Increased social and community connections are important to the health of older Colorado

Dr. Rhonda Randall

By Dr. Rhonda Randall

We are all wired for emotional connection and that doesn’t stop when we retire. In my experience as a geriatrician, older people who have a family or strong support network by their side are more likely to stay in their homes longer, get the care they need, and have better health outcomes. Unfortunately, older people who are more isolated with less of a social support system experience more challenges and often do not receive significant care.

Through my practice, I’ve learned that the path to better health for our seniors doesn’t always go through the doctor’s office. When older people are part of an active community, their health outcomes improve. But in many cases, these communities have been less active due to COVID-19. The lack of community support during the pandemic has exacerbated the impact of social isolation and mental health issues, affecting quality of life and sense of purpose and connection as our older adults age.
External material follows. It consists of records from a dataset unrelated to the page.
//! Tracing subscriber setup
//!
//! `RUST_LOG` wins when set; otherwise the configured level applies to this
//! crate and to `tower_http`.

use tracing_subscriber::{layer::SubscriberExt, util::SubscriberInitExt, EnvFilter};

use crate::config::LoggingConfig;

/// Default filter directive for a configured level
pub fn default_directive(level: &str) -> String {
    format!("weatherlog={level},tower_http={level}")
}

/// Install the global subscriber
///
/// `format = "json"` selects structured output, anything else the
/// human-readable formatter. Calling this twice is a no-op.
pub fn init(config: &LoggingConfig) {
    let filter = EnvFilter::try_from_default_env()
        .unwrap_or_else(|_| EnvFilter::new(default_directive(&config.level)));

    let registry = tracing_subscriber::registry().with(filter);

    let result = if config.format.eq_ignore_ascii_case("json") {
        registry.with(tracing_subscriber::fmt::layer().json()).try_init()
    } else {
        registry.with(tracing_subscriber::fmt::layer()).try_init()
    };

    if let Err(e) = result {
        eprintln!("tracing subscriber already installed: {e}");
    }
}

#[cfg(test)]
mod tests {
    use super::*;

    #[test]
    fn test_default_directive() {
        assert_eq!(default_directive("debug"), "weatherlog=debug,tower_http=debug");
    }

    #[test]
    fn test_init_twice() {
        let config = LoggingConfig::default();
        init(&config);
        init(&config);
    }
}
//! Auth Routes
//!
//! - POST /api/login - Exchange email and password for an access token

use axum::{body::Bytes, extract::State, Json};
use std::sync::Arc;

use crate::api::dto::{LoginRequest, LoginResponse};
use crate::api::error::{ApiError, ApiResult};
use crate::api::state::AppState;

/// POST /api/login
///
/// An unreadable body, a missing field, an unknown email and a wrong
/// password all get the same 403.
pub async fn login(State(state): State<Arc<AppState>>, body: Bytes) -> ApiResult<Json<LoginResponse>> {
    let req: LoginRequest = serde_json::from_slice(&body).unwrap_or_default();

    let (email, password) = match (req.email, req.password) {
        (Some(email), Some(password)) if !email.is_empty() && !password.is_empty() => {
            (email, password)
        }
        _ => return Err(ApiError::InvalidCredentials),
    };

    let token = state.auth.login(&email, &password).await?;
    tracing::info!(email = %email, "User logged in");

    Ok(Json(LoginResponse {
        access_token: token.token,
        expires_at: token.expires_at,
    }))
}
//! Authentication
//!
//! Login exchanges an email/password pair for a signed bearer token; every
//! sensor endpoint then verifies that token before any decoding or parsing
//! happens.
//!
//! The HTTP layer only sees the [`AuthService`] trait, so the in-process
//! [`TokenAuthenticator`] can be swapped for an external identity service.

mod token;

pub use token::{Claims, TokenAuthenticator};

use async_trait::async_trait;
use chrono::{DateTime, Utc};
use serde::{Deserialize, Serialize};
use thiserror::Error;

/// Errors returned by the auth service
#[derive(Error, Debug, Clone, PartialEq, Eq)]
pub enum AuthError {
    /// Unknown user or wrong password; the two are never distinguished
    #[error("Invalid login credentials")]
    InvalidCredentials,

    #[error("Missing access token")]
    MissingToken,

    #[error("Invalid access token")]
    InvalidToken,

    #[error("Access token expired")]
    Expired,

    /// Hashing or signing failed
    #[error("Auth internal error: {0}")]
    Internal(String),
}

pub type AuthResult<T> = Result<T, AuthError>;

/// A configured user
///
/// `password_hash` is a bcrypt hash (`$2b$...`); a plaintext value never
/// matches.
#[derive(Debug, Clone, Deserialize, Serialize, PartialEq, Eq)]
pub struct UserAccount {
    pub email: String,
    pub password_hash: String,
}

impl UserAccount {
    pub fn new(email: impl Into<String>, password_hash: impl Into<String>) -> Self {
        Self {
            email: email.into(),
            password_hash: password_hash.into(),
        }
    }
}

/// Token handed out at login
#[derive(Debug, Clone, PartialEq, Eq)]
pub struct AccessToken {
    pub token: String,
    pub expires_at: DateTime<Utc>,
}

/// Authenticated caller
#[derive(Debug, Clone, PartialEq, Eq)]
pub struct Principal {
    pub email: String,
}

/// Issues and verifies access tokens
#[async_trait]
pub trait AuthService: Send + Sync {
    /// Exchange credentials for a token
    async fn login(&self, email: &str, password: &str) -> AuthResult<AccessToken>;

    /// Resolve a token to the principal it was issued to
    async fn verify(&self, token: &str) -> AuthResult<Principal>;
}

/// Hash a password for the `[[auth.users]]` table
pub fn hash_password(password: &str, cost: u32) -> AuthResult<String> {
    bcrypt::hash(password, cost).map_err(|e| AuthError::Internal(e.to_string()))
}

#[cfg(test)]
mod tests {
    use super::*;

    #[test]
    fn test_hash_password() {
        let hash = hash_password("hunter2", 4).unwrap();
        assert!(hash.starts_with("$2"));
        assert!(bcrypt::verify("hunter2", &hash).unwrap());
        assert!(!bcrypt::verify("hunter3", &hash).unwrap());

        let err = hash_password("hunter2", 1).unwrap_err();
        assert!(matches!(err, AuthError::Internal(_)));
    }
}
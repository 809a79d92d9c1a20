//! Upload Routes
//!
//! - POST /api/sensors/upload - Store a CSV batch of readings

use axum::{body::Bytes, extract::State, Extension, Json};
use std::sync::Arc;

use crate::api::dto::UploadResponse;
use crate::api::error::{ApiError, ApiResult, INVALID_CSV_MESSAGE};
use crate::api::state::AppState;
use crate::auth::Principal;

/// POST /api/sensors/upload
///
/// The body is raw CSV text. The first line is a header and is skipped; the
/// columns are `timestamp, temperature, rainfall, humidity, wind_speed,
/// visibility` in that order.
pub async fn upload_readings(
    State(state): State<Arc<AppState>>,
    Extension(principal): Extension<Principal>,
    body: Bytes,
) -> ApiResult<Json<UploadResponse>> {
    let text = std::str::from_utf8(&body).map_err(|_| ApiError::Payload(INVALID_CSV_MESSAGE))?;

    let summary = state.ingestor.ingest_csv(text).await?;
    tracing::info!(
        email = %principal.email,
        accepted = summary.accepted,
        "Sensor readings uploaded"
    );

    Ok(Json(UploadResponse::success(summary.accepted)))
}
The United Health Foundation Top 10the Annual United States Health Ranking Top Report” – which highlights a 10-year analysis of improvements, challenges, and disparities in health and wellness across all 50 states – reflects this reality for older Americans who have felt the impact of the pandemic in many ways.

Unfortunately, the senior report revealed a decade of worsening mental and behavioral health problems among older adults. Over the last 10 years, nationally, we saw a 13% increase in the suicide rate, a 9% increase in the prevalence of depression, and an 8% increase in the prevalence of common mental distress among adults age 65 or more. And drug deaths increased 147% among older people, ages 65 to 74.

Behavioral health measures in Colorado were the most concerning in this year’s report, with the state ranking 43rd for suicide among those 65 and older. Additionally, Colorado ranked 37th in binge drinking.

The correlation between connection, community, and independent living for older people is very important for healthy outcomes and better quality of life, including behavioral health measures. But when someone doesn’t have a relational or chosen family, it’s up to society to fill that need.

Colorado ranked fifth for healthiest state overall in this year’s survey. senior report, which is very strong. If the state looks to continue to invest in the health of its seniors, there is a strong case for supporting programs that focus on connection and community, especially for seniors who do not have an integrated family network of their own.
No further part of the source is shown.